雪降る夜はあなたに会いたい 【下】

「創介さん、来てくれたの? 仕事は? 大丈夫?」
「いいから、そのまま横になっていろ」

俺を視界に捕らえて、すぐに起き上がろうとした雪野を制止する。小さなライトだけが灯る静かな部屋で、俺を見上げる雪野を見つめた。

「気分はどうだ?」
「うん。もう、本当になんともない。夕ご飯を食べて、何もすることなくて退屈してたらうとうとしちゃって……」

俺をうかがうように、それでいて笑おうとして。
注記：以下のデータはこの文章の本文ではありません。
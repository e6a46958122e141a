//! Domain entity definitions.

mod caching_policy;
mod image;
mod image_url;
mod loading_state;

pub use caching_policy::CachingPolicy;
pub use image::{ImageSource, LoadedImage};
pub use image_url::ImageUrl;
pub use loading_state::LoadingState;
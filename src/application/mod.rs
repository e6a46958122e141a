//! Application layer with use cases.

/// Use case implementations.
pub mod use_cases;

pub use use_cases::FetchImageUseCase;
だからだろうか、その表情はどこか切なく見えた。

「――雪野」
「ん?」

笑顔を向ける雪野に、問い掛けた。

「自分が貧血気味だってこと、知っていたのか?」

何年も一緒にいて、こうして夫婦になっても俺は知らずにいた。

「……え?」

見せていた笑顔が消える。そして、またその表情に笑みを戻した。

「ああ……うん。でも、職場の健康診断で、少し引っかかったっていう程度のことで。特に定期的に治療が必要とかそういうものじゃなかったから、自分でもあまり気にしたことなくて。貧血が進んでいたなんて気付かなかったよ」

結婚して、酷いストレスと心労を与えた。

それに、今回の妊娠――。

「これからはちゃんと自覚して気を付けるね。食べるものにも気を使わなきゃ。料理も頑張る。それにね、妊婦でも飲める薬もあるんだって。それ以外にも、いろいろ自分でも頑張れることはあるみたいだから――」

そんな風に微笑む雪野を見ていたら耐えられなくなった。

「頑張る頑張るって、これ以上頑張ったら、おまえはどうなる?」

また――。
こんな風にしか言えない。

「創介さん……」
「……ごめん」

雪野の視線がずっと俺の目に向けられているのが分かる。言葉で隠した俺の本当の心を、必死で読み取ろうとしているみたいに。それから逃げるように、視線を逸らした。